The fantasy stranger obliged. In her mind, he slammed into her with brutal force, each thrust driving her against the mirror. Her fingers matched the rhythm, curling upward, searching for that spot that made stars burst behind her eyes.

"You will beg," the imagined voice said. "You will beg for more."

"I beg," she sobbed. "Please... please..."

She found it. Her fingers pressed against a nub inside her that sent shocks of ecstasy through every nerve. Her back arched, her mouth open in a silent scream. The orgasm crashed over her like a tidal wave, wave after wave of pleasure that wrenched her soul from its moorings.

For a long moment, she existed only as sensation. Her body convulsed around her fingers, milking the climax for every drop of bliss. The mirror showed her a woman undone, weeping with the intensity of it, her thighs slick and trembling.

Then it passed.

She withdrew her fingers, staring at the glistening fluid that coated them. The scent of her own arousal filled the small chamber. Slowly, she sank to her knees, her forehead pressing against the cool metal base of the mirror.

Tears leaked from her closed eyes.

"What have I become?" she whispered. "What has he done to me?"

But even as shame flooded her, even as she wept for the dignity she had lost, her body still hummed with unfulfilled need. The orgasm had been powerful, yet it had only whetted her appetite.
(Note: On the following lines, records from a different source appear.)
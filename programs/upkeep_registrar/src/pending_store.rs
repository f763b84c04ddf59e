use anchor_lang::prelude::*;
use anchor_lang::system_program::{self, Allocate, Assign, CreateAccount, Transfer};

use crate::{
    commitment::Commitment,
    error::RegistrarError,
    security::validation,
    state::PendingRequest,
    utils::close_account,
    ID,
};

/// Pending requests, one PDA per commitment. The account only exists while
/// the request is pending, so a missing account means "not found".
pub struct PendingRequestStore<'a, 'info> {
    account: &'a AccountInfo<'info>,
    commitment: Commitment,
    bump: u8,
}

impl<'a, 'info> PendingRequestStore<'a, 'info> {
    /// Bind the store to the account derived from `commitment`.
    pub fn open(account: &'a AccountInfo<'info>, commitment: Commitment) -> Result<Self> {
        let bump = validation::pda_bump(
            account.key,
            &[PendingRequest::PREFIX_SEED, &commitment],
            &ID,
        )
        .ok_or(RegistrarError::InvalidPendingRequestAccount)?;
        Ok(Self {
            account,
            commitment,
            bump,
        })
    }

    pub fn load(&self) -> Option<PendingRequest> {
        if self.account.owner != &ID || self.account.lamports() == 0 {
            return None;
        }
        let data = self.account.try_borrow_data().ok()?;
        PendingRequest::decode(&data)
    }

    pub fn get(&self) -> Result<PendingRequest> {
        self.load()
            .ok_or_else(|| error!(RegistrarError::RequestNotFound))
    }

    /// Create the request or add `amount` to an existing one. Returns the
    /// accumulated balance.
    pub fn deposit(
        &self,
        admin: Pubkey,
        amount: u64,
        payer: &AccountInfo<'info>,
        system_program: &AccountInfo<'info>,
    ) -> Result<u64> {
        let pending = match self.load() {
            Some(mut existing) => {
                existing.credit(amount)?;
                existing
            }
            None => {
                self.create(payer, system_program)?;
                PendingRequest {
                    admin,
                    balance: amount,
                    rent_refund_to: payer.key(),
                    bump: self.bump,
                }
            }
        };
        self.store(&pending)?;
        Ok(pending.balance)
    }

    /// Delete the request, returning its rent to the first payer.
    pub fn remove(&self, pending: &PendingRequest, rent_refund_to: &AccountInfo<'info>) -> Result<()> {
        require_keys_eq!(
            rent_refund_to.key(),
            pending.rent_refund_to,
            RegistrarError::InvalidRentRefundAccount
        );
        close_account(self.account, rent_refund_to)
    }

    fn store(&self, pending: &PendingRequest) -> Result<()> {
        let mut data = self.account.try_borrow_mut_data()?;
        let mut writer: &mut [u8] = &mut data[..];
        pending.try_serialize(&mut writer)
    }

    fn create(&self, payer: &AccountInfo<'info>, system_program: &AccountInfo<'info>) -> Result<()> {
        let space = 8 + PendingRequest::INIT_SPACE;
        let rent_exempt = Rent::get()?.minimum_balance(space);
        let bump = [self.bump];
        let seeds: &[&[u8]] = &[PendingRequest::PREFIX_SEED, &self.commitment, &bump];

        let current_lamports = self.account.lamports();
        if current_lamports == 0 {
            return system_program::create_account(
                CpiContext::new_with_signer(
                    system_program.clone(),
                    CreateAccount {
                        from: payer.clone(),
                        to: self.account.clone(),
                    },
                    &[seeds],
                ),
                rent_exempt,
                space as u64,
                &ID,
            );
        }

        // Someone already sent lamports to the address: top up, allocate, assign
        let shortfall = rent_exempt.saturating_sub(current_lamports);
        if shortfall > 0 {
            system_program::transfer(
                CpiContext::new(
                    system_program.clone(),
                    Transfer {
                        from: payer.clone(),
                        to: self.account.clone(),
                    },
                ),
                shortfall,
            )?;
        }
        system_program::allocate(
            CpiContext::new_with_signer(
                system_program.clone(),
                Allocate {
                    account_to_allocate: self.account.clone(),
                },
                &[seeds],
            ),
            space as u64,
        )?;
        system_program::assign(
            CpiContext::new_with_signer(
                system_program.clone(),
                Assign {
                    account_to_assign: self.account.clone(),
                },
                &[seeds],
            ),
            &ID,
        )
    }
}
She felt empty without the fantasy stranger's weight, hollow without his imaginary touch.

Her hand drifted down again, almost of its own accord.

"No," she said weakly. "I must not. I am the Xuan Empress. I have... I have duties..."

But her fingers were already probing, already spreading her slick folds. The craving was a dull ache in her womb, a gnawing hunger that would not be denied. She looked at herself in the mirror—at the desperate, wanton creature that wore her face—and knew she was already lost.

"More," she breathed, and began again.